WORK REQUEST
Please return the entries, omitting and altering nothing.

-- Opening Marker --

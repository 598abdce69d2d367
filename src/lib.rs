pub mod cli;
pub mod config;
pub mod discovery;
pub mod error;
pub mod exit;
pub mod extract;
pub mod reporting;
pub mod safelist;
pub mod scan;
pub mod validate;
use std::{
    fs,
    net::SocketAddr,
    path::{Path, PathBuf},
};

use color_eyre::{eyre::WrapErr, Result};
use dirs::config_dir;
use serde::{Deserialize, Serialize};

use crate::{cli::ServeArgs, storage};

/// Address the browser client expects by default.
pub const DEFAULT_LISTEN: &str = "127.0.0.1:8000";

pub const LISTEN_ENV: &str = "SIGNBOOK_LISTEN";
pub const DATA_FILE_ENV: &str = "SIGNBOOK_DATA_FILE";

/// Service configuration loaded from `~/.config/signbook/config.toml` (platform-specific).
#[derive(Debug, Clone, Deserialize, Serialize, Default, PartialEq, Eq)]
pub struct Config {
    /// Address the HTTP server binds.
    pub listen: Option<SocketAddr>,
    /// Override for the CSV user table location.
    pub data_file: Option<PathBuf>,
    /// Single origin allowed by CORS; any origin when unset.
    pub cors_origin: Option<String>,
}

/// Effective settings after layering defaults, config file, environment and flags.
#[derive(Debug, Clone, PartialEq, Eq)]
pub struct Settings {
    pub listen: SocketAddr,
    pub data_file: PathBuf,
    pub cors_origin: Option<String>,
}

impl Settings {
    pub fn resolve(config: &Config, args: &ServeArgs) -> Result<Self> {
        Self::resolve_with(config, args, |key| std::env::var(key).ok())
    }

    fn resolve_with(
        config: &Config,
        args: &ServeArgs,
        env: impl Fn(&str) -> Option<String>,
    ) -> Result<Self> {
        let env_listen = env(LISTEN_ENV)
            .map(|raw| {
                raw.parse::<SocketAddr>()
                    .wrap_err_with(|| format!("invalid {LISTEN_ENV}: {raw}"))
            })
            .transpose()?;

        let listen = match args.listen.or(env_listen).or(config.listen) {
            Some(addr) => addr,
            None => DEFAULT_LISTEN.parse()?,
        };

        let data_file = match args
            .data_file
            .clone()
            .or_else(|| env(DATA_FILE_ENV).map(PathBuf::from))
            .or_else(|| config.data_file.clone())
        {
            Some(path) => path,
            None => storage::default_data_file()?,
        };

        Ok(Self {
            listen,
            data_file,
            cors_origin: config.cors_origin.clone(),
        })
    }
}

/// Load config from the default path; if missing, return defaults.
pub fn load() -> Result<Config> {
    let path = default_path()?;
    load_from_path(path)
}

/// Load config from a given path; if missing or empty, return defaults.
pub fn load_from_path(path: impl AsRef<Path>) -> Result<Config> {
    let path = path.as_ref();
    if !path.exists() {
        return Ok(Config::default());
    }
    let contents = fs::read_to_string(path)?;
    if contents.trim().is_empty() {
        return Ok(Config::default());
    }
    let cfg: Config = toml::from_str(&contents)?;
    Ok(cfg)
}

/// Resolve the default config path (platform aware).
pub fn default_path() -> Result<PathBuf> {
    let base = config_dir().ok_or_else(|| color_eyre::eyre::eyre!("no config dir available"))?;
    Ok(base.join("signbook").join("config.toml"))
}

/// Write the given config to the default path unless a file is already there.
pub fn write_default_if_missing(config: &Config) -> Result<PathBuf> {
    write_to_path_if_missing(config, &default_path()?)
}

fn write_to_path_if_missing(config: &Config, path: &Path) -> Result<PathBuf> {
    if path.exists() {
        return Ok(path.to_path_buf());
    }
    if let Some(parent) = path.parent() {
        fs::create_dir_all(parent)?;
    }
    let body = toml::to_string_pretty(config)?;
    fs::write(path, body)?;
    Ok(path.to_path_buf())
}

-- Closing Marker --

TASK ANSWER
repository 598abdce69d2d367
filename src/lib.rs
pub mod cli;
pub mod config;
pub mod discovery;
pub mod error;
pub mod exit;
pub mod extract;
pub mod reporting;
pub mod safelist;
pub mod scan;
pub mod validate;
use std::{
    fs,
    net::SocketAddr,
    path::{Path, PathBuf},
};

use color_eyre::{eyre::WrapErr, Result};
use dirs::config_dir;
use serde::{Deserialize, Serialize};

use crate::{cli::ServeArgs, storage};

/// Address the browser client expects by default.
pub const DEFAULT_LISTEN: &str = "127.0.0.1:8000";

pub const LISTEN_ENV: &str = "SIGNBOOK_LISTEN";
pub const DATA_FILE_ENV: &str = "SIGNBOOK_DATA_FILE";

/// Service configuration loaded from `~/.config/signbook/config.toml` (platform-specific).
#[derive(Debug, Clone, Deserialize, Serialize, Default, PartialEq, Eq)]
pub struct Config {
    /// Address the HTTP server binds.
    pub listen: Option<SocketAddr>,
    /// Override for the CSV user table location.
    pub data_file: Option<PathBuf>,
    /// Single origin allowed by CORS; any origin when unset.
    pub cors_origin: Option<String>,
}

/// Effective settings after layering defaults, config file, environment and flags.
#[derive(Debug, Clone, PartialEq, Eq)]
pub struct Settings {
    pub listen: SocketAddr,
    pub data_file: PathBuf,
    pub cors_origin: Option<String>,
}

impl Settings {
    pub fn resolve(config: &Config, args: &ServeArgs) -> Result<Self> {
        Self::resolve_with(config, args, |key| std::env::var(key).ok())
    }

    fn resolve_with(
        config: &Config,
        args: &ServeArgs,
        env: impl Fn(&str) -> Option<String>,
    ) -> Result<Self> {
        let env_listen = env(LISTEN_ENV)
            .map(|raw| {
                raw.parse::<SocketAddr>()
                    .wrap_err_with(|| format!("invalid {LISTEN_ENV}: {raw}"))
            })
            .transpose()?;

        let listen = match args.listen.or(env_listen).or(config.listen) {
            Some(addr) => addr,
            None => DEFAULT_LISTEN.parse()?,
        };

        let data_file = match args
            .data_file
            .clone()
            .or_else(|| env(DATA_FILE_ENV).map(PathBuf::from))
            .or_else(|| config.data_file.clone())
        {
            Some(path) => path,
            None => storage::default_data_file()?,
        };

        Ok(Self {
            listen,
            data_file,
            cors_origin: config.cors_origin.clone(),
        })
    }
}

/// Load config from the default path; if missing, return defaults.
pub fn load() -> Result<Config> {
    let path = default_path()?;
    load_from_path(path)
}

/// Load config from a given path; if missing or empty, return defaults.
pub fn load_from_path(path: impl AsRef<Path>) -> Result<Config> {
    let path = path.as_ref();
    if !path.exists() {
        return Ok(Config::default());
    }
    let contents = fs::read_to_string(path)?;
    if contents.trim().is_empty() {
        return Ok(Config::default());
    }
    let cfg: Config = toml::from_str(&contents)?;
    Ok(cfg)
}

/// Resolve the default config path (platform aware).
pub fn default_path() -> Result<PathBuf> {
    let base = config_dir().ok_or_else(|| color_eyre::eyre::eyre!("no config dir available"))?;
    Ok(base.join("signbook").join("config.toml"))
}

/// Write the given config to the default path unless a file is already there.
pub fn write_default_if_missing(config: &Config) -> Result<PathBuf> {
    write_to_path_if_missing(config, &default_path()?)
}

fn write_to_path_if_missing(config: &Config, path: &Path) -> Result<PathBuf> {
    if path.exists() {
        return Ok(path.to_path_buf());
    }
    if let Some(parent) = path.parent() {
        fs::create_dir_all(parent)?;
    }
    let body = toml::to_string_pretty(config)?;
    fs::write(path, body)?;
    Ok(path.to_path_buf())
}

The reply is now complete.